In una nuova ricerca pubblicata sulla rivista Nature Climate Change[2] viene posto un problema relativo alle correnti oceaniche. Come rileva The Conversation, le correnti marine stanno cambiando in maniera importante diventando più energiche e più veloci in gran parte degli oceani. I ricercatori hanno fatto questa osservazione grazie ai numerosi dati raccolti nel corso degli ultimi tre decenni dai satelliti. Guardando i mari dall’alto, infatti, è possibile notare i cosiddetti “vortici oceanici”, movimenti vorticosi delle acque che possono creare dei “vortici” i quali possono estendersi anche fino a 100 km di diametro.[1]

I ricercatori hanno notato che alcune regioni marine risultano particolarmente ricche di questi vortici e alcune di esse sono quelle della Corrente del Golfo nel Nord Atlantico, della Corrente di Kuroshio nel Pacifico settentrionale, dell’Oceano Meridionale e della Corrente dell’Australia orientale.
I vortici oceanici sono importanti per la circolazione marina in quanto sono quei fenomeni che spostano l’acqua fredda o l’acqua calda da una regione all’altra. Sono inoltre importanti perché agevolano il mescolamento delle sostanze nutritive, fondamentali per la vita marina, oltre che di carbonio e di sale praticamente a livello globale.[1]

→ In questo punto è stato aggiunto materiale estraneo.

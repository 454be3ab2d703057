//! Entry collection services.
//!
//! This module owns the authoritative entry collection: all mutations pass
//! through [`EntryService`], which validates before touching persistence,
//! merges the persisted row (not the request payload) back into the
//! in-memory mirror, and publishes a change event for subscribers. Reads are
//! served from the mirror; an explicit [`EntryService::refresh`] re-fetches
//! from storage.

pub mod cache;
pub mod extension;
pub mod query;
pub mod tracker;

use sea_orm::DatabaseConnection;
use tokio::sync::broadcast;

use crate::{
    data::entry::{EntryPatchRecord, EntryRepository, NewEntryRecord},
    error::{auth::AuthError, entry::ValidationError, Error},
    model::{
        app::AppState,
        entry::{parse_timestamp, EntryDraft, EntryDto, EntryPatch, EntryStatus, PaymentStatus},
        event::EntryEvent,
        user::Actor,
    },
    service::{fee, retry::RetryContext},
};

/// Converts a stored row into a DTO, treating unconvertible rows as an
/// internal error: the service only ever writes known labels.
pub(crate) fn to_dto(model: entity::kontowart_entry::Model) -> Result<EntryDto, Error> {
    let id = model.id;

    EntryDto::from_model(model)
        .map_err(|e| Error::InternalError(format!("Stored entry ID {} failed conversion: {}", id, e)))
}

fn require_non_empty(field: &'static str, value: &str) -> Result<(), ValidationError> {
    if value.trim().is_empty() {
        Err(ValidationError::MissingField(field))
    } else {
        Ok(())
    }
}

/// Service for managing the entry collection.
pub struct EntryService<'a> {
    db: &'a DatabaseConnection,
    cache: &'a cache::EntryCache,
    events: &'a broadcast::Sender<EntryEvent>,
}

impl<'a> EntryService<'a> {
    /// Creates a new instance of [`EntryService`]
    pub fn new(
        db: &'a DatabaseConnection,
        cache: &'a cache::EntryCache,
        events: &'a broadcast::Sender<EntryEvent>,
    ) -> Self {
        Self { db, cache, events }
    }

    pub fn from_state(state: &'a AppState) -> Self {
        Self::new(&state.db, &state.entries, &state.events)
    }

    /// Applies a change to the mirror and notifies subscribers.
    ///
    /// A send error only means nobody is listening right now; the mirror has
    /// already been updated, so it is safe to ignore.
    fn publish(&self, event: EntryEvent) {
        self.cache.apply(&event);
        let _ = self.events.send(event);
    }

    /// Returns the current in-memory snapshot without touching storage.
    pub fn list(&self) -> Result<Vec<EntryDto>, Error> {
        self.cache.snapshot().into_iter().map(to_dto).collect()
    }

    /// Re-fetches the collection from storage and rebuilds the mirror.
    pub async fn refresh(&self) -> Result<Vec<EntryDto>, Error> {
        let mut ctx = RetryContext::new();

        let db = self.db.clone();

        let entries = ctx
            .execute_with_retry("refresh entry collection", move || {
                let db = db.clone();

                Box::pin(async move {
                    let repo = EntryRepository::new(&db);

                    Ok(repo.get_all().await?)
                })
            })
            .await?;

        self.cache.replace_all(entries.clone());

        entries.into_iter().map(to_dto).collect()
    }

    /// Retrieves a single entry from storage.
    pub async fn get(&self, id: i32) -> Result<EntryDto, Error> {
        let repo = EntryRepository::new(self.db);

        match repo.get_by_id(id).await? {
            Some(entry) => to_dto(entry),
            None => Err(Error::EntryNotFound(id)),
        }
    }

    /// Creates an entry from a draft.
    ///
    /// Required fields must be non-empty and `valid_until` parseable; the
    /// admin fee is computed from the creation date and expiry when not
    /// supplied, and validated against its bounds either way. Only
    /// administrators may create entries for another owner or backdate the
    /// creation timestamp (the manual path for pre-existing subscribers).
    pub async fn create(&self, draft: EntryDraft, actor: &Actor) -> Result<EntryDto, Error> {
        require_non_empty("username", &draft.username)?;
        require_non_empty("alias_notes", &draft.alias_notes)?;
        if draft.password.is_empty() {
            return Err(ValidationError::MissingField("password").into());
        }

        let owner = match draft.owner {
            Some(owner) if owner != actor.username && !actor.is_admin() => {
                return Err(
                    AuthError::forbidden(&actor.username, "create entries for other users").into(),
                );
            }
            Some(owner) => owner,
            None => actor.username.clone(),
        };

        let created_at = match draft.created_at {
            Some(ref raw) => {
                if !actor.is_admin() {
                    return Err(
                        AuthError::forbidden(&actor.username, "backdate entry creation").into(),
                    );
                }
                parse_timestamp("created_at", raw)?
            }
            None => chrono::Utc::now().naive_utc(),
        };

        let valid_until = parse_timestamp("valid_until", &draft.valid_until)?;

        let admin_fee = draft
            .admin_fee
            .unwrap_or_else(|| fee::compute_fee(created_at, valid_until));
        fee::validate_fee(admin_fee)?;

        let record = NewEntryRecord {
            username: draft.username.trim().to_string(),
            password: draft.password.expose().to_string(),
            alias_notes: draft.alias_notes.trim().to_string(),
            kind: draft.kind,
            status: draft.status.unwrap_or(EntryStatus::Active),
            payment_status: draft.payment_status.unwrap_or(PaymentStatus::Unpaid),
            owner,
            created_at,
            valid_until,
            admin_fee: Some(admin_fee),
            note: draft.note,
        };

        let mut ctx = RetryContext::new();
        let db = self.db.clone();

        let created = ctx
            .execute_with_retry("create entry", move || {
                let db = db.clone();
                let record = record.clone();

                Box::pin(async move {
                    let repo = EntryRepository::new(&db);

                    Ok(repo.create(record).await?)
                })
            })
            .await?;

        let dto = to_dto(created.clone())?;
        self.publish(EntryEvent::Inserted(created));

        Ok(dto)
    }

    /// Merges a patch into an existing entry.
    ///
    /// Non-administrators may only update their own entries. The nullable
    /// fields distinguish an absent field (kept as is) from an explicit null
    /// (cleared).
    pub async fn update(&self, id: i32, patch: EntryPatch, actor: &Actor) -> Result<EntryDto, Error> {
        let repo = EntryRepository::new(self.db);

        let existing = repo.get_by_id(id).await?.ok_or(Error::EntryNotFound(id))?;

        if !actor.is_admin() && existing.owner != actor.username {
            return Err(
                AuthError::forbidden(&actor.username, format!("update entry ID {}", id)).into(),
            );
        }

        if let Some(ref username) = patch.username {
            require_non_empty("username", username)?;
        }
        if let Some(ref password) = patch.password {
            if password.is_empty() {
                return Err(ValidationError::MissingField("password").into());
            }
        }
        if let Some(ref alias_notes) = patch.alias_notes {
            require_non_empty("alias_notes", alias_notes)?;
        }

        let valid_until = match patch.valid_until {
            Some(ref raw) => Some(parse_timestamp("valid_until", raw)?),
            None => None,
        };

        if let Some(Some(admin_fee)) = patch.admin_fee {
            fee::validate_fee(admin_fee)?;
        }

        let record = EntryPatchRecord {
            username: patch.username.map(|v| v.trim().to_string()),
            password: patch.password.map(|v| v.expose().to_string()),
            alias_notes: patch.alias_notes.map(|v| v.trim().to_string()),
            kind: patch.kind,
            status: patch.status,
            payment_status: patch.payment_status,
            valid_until,
            admin_fee: patch.admin_fee,
            note: patch.note,
            ..Default::default()
        };

        let mut ctx = RetryContext::new();
        let db = self.db.clone();

        let updated = ctx
            .execute_with_retry(&format!("update entry ID {}", id), move || {
                let db = db.clone();
                let record = record.clone();

                Box::pin(async move {
                    let repo = EntryRepository::new(&db);

                    repo.update(id, record)
                        .await?
                        .ok_or(Error::EntryNotFound(id))
                })
            })
            .await?;

        let dto = to_dto(updated.clone())?;
        self.publish(EntryEvent::Updated(updated));

        Ok(dto)
    }

    /// Deletes an entry.
    ///
    /// Deletion is irreversible, so callers must pass `confirmed = true`; the
    /// flag corresponds to the destructive-action confirmation in the client.
    /// Non-administrators may only delete their own entries.
    pub async fn delete(&self, id: i32, actor: &Actor, confirmed: bool) -> Result<(), Error> {
        if !confirmed {
            return Err(ValidationError::DeleteNotConfirmed.into());
        }

        let repo = EntryRepository::new(self.db);

        let existing = repo.get_by_id(id).await?.ok_or(Error::EntryNotFound(id))?;

        if !actor.is_admin() && existing.owner != actor.username {
            return Err(
                AuthError::forbidden(&actor.username, format!("delete entry ID {}", id)).into(),
            );
        }

        let mut ctx = RetryContext::new();
        let db = self.db.clone();

        let result = ctx
            .execute_with_retry(&format!("delete entry ID {}", id), move || {
                let db = db.clone();

                Box::pin(async move {
                    let repo = EntryRepository::new(&db);

                    Ok(repo.delete(id).await?)
                })
            })
            .await?;

        if result.rows_affected == 0 {
            return Err(Error::EntryNotFound(id));
        }

        self.publish(EntryEvent::Deleted(id));

        Ok(())
    }

    /// Inserts a bulk list of entries, applying the same per-record rules as
    /// [`EntryService::create`].
    ///
    /// Fails on the first invalid record; records before it have already been
    /// persisted, which the caller can see from the returned error position
    /// being absent from the collection.
    pub async fn import(&self, drafts: Vec<EntryDraft>, actor: &Actor) -> Result<Vec<EntryDto>, Error> {
        let mut imported = Vec::with_capacity(drafts.len());

        for draft in drafts {
            imported.push(self.create(draft, actor).await?);
        }

        Ok(imported)
    }
}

I ricercatori hanno scoperto che ci sono dei cambiamenti nella distribuzione nonché nella forza di questi vortici marini. Hanno scoperto che, dal 1993 al 2020, questi fenomeni stanno aumentando ancora di più in quelle regioni che già erano ricche di vortici oceanici. In media i vortici oceanici stanno diventando del 5% più energici ogni 10 anni.
Tra le regioni più caratterizzate dall’aumento della forza dei vortici oceanici c’è l’Oceano Antartico. Gli scienziati sono preoccupati perché questi cambiamenti potrebbero avere una forte influenza sulla velocità con cui i mari attirano il carbonio e il calore.[1]

Inoltre gli stessi vortici oceanici quasi mai vengono presi in considerazione quando si fanno le previsioni climatiche a medio e a lungo termine, previsioni molto importanti in un’epoca comune questa contraddistinte da un riscaldamento globale. Secondo i ricercatori si tratta di un fattore critico, quello relativo ai vortici oceanici, che non deve essere trascurato.

Note e approfondimenti

  1. I satelliti rivelano che le correnti oceaniche stanno diventando più forti, con implicazioni potenzialmente significative per il cambiamento climatico (IA)
  2. Global changes in oceanic mesoscale currents over the satellite altimetry record | Nature Climate Change (IA) (DOI: 10.1038/s41558-021-01006-9)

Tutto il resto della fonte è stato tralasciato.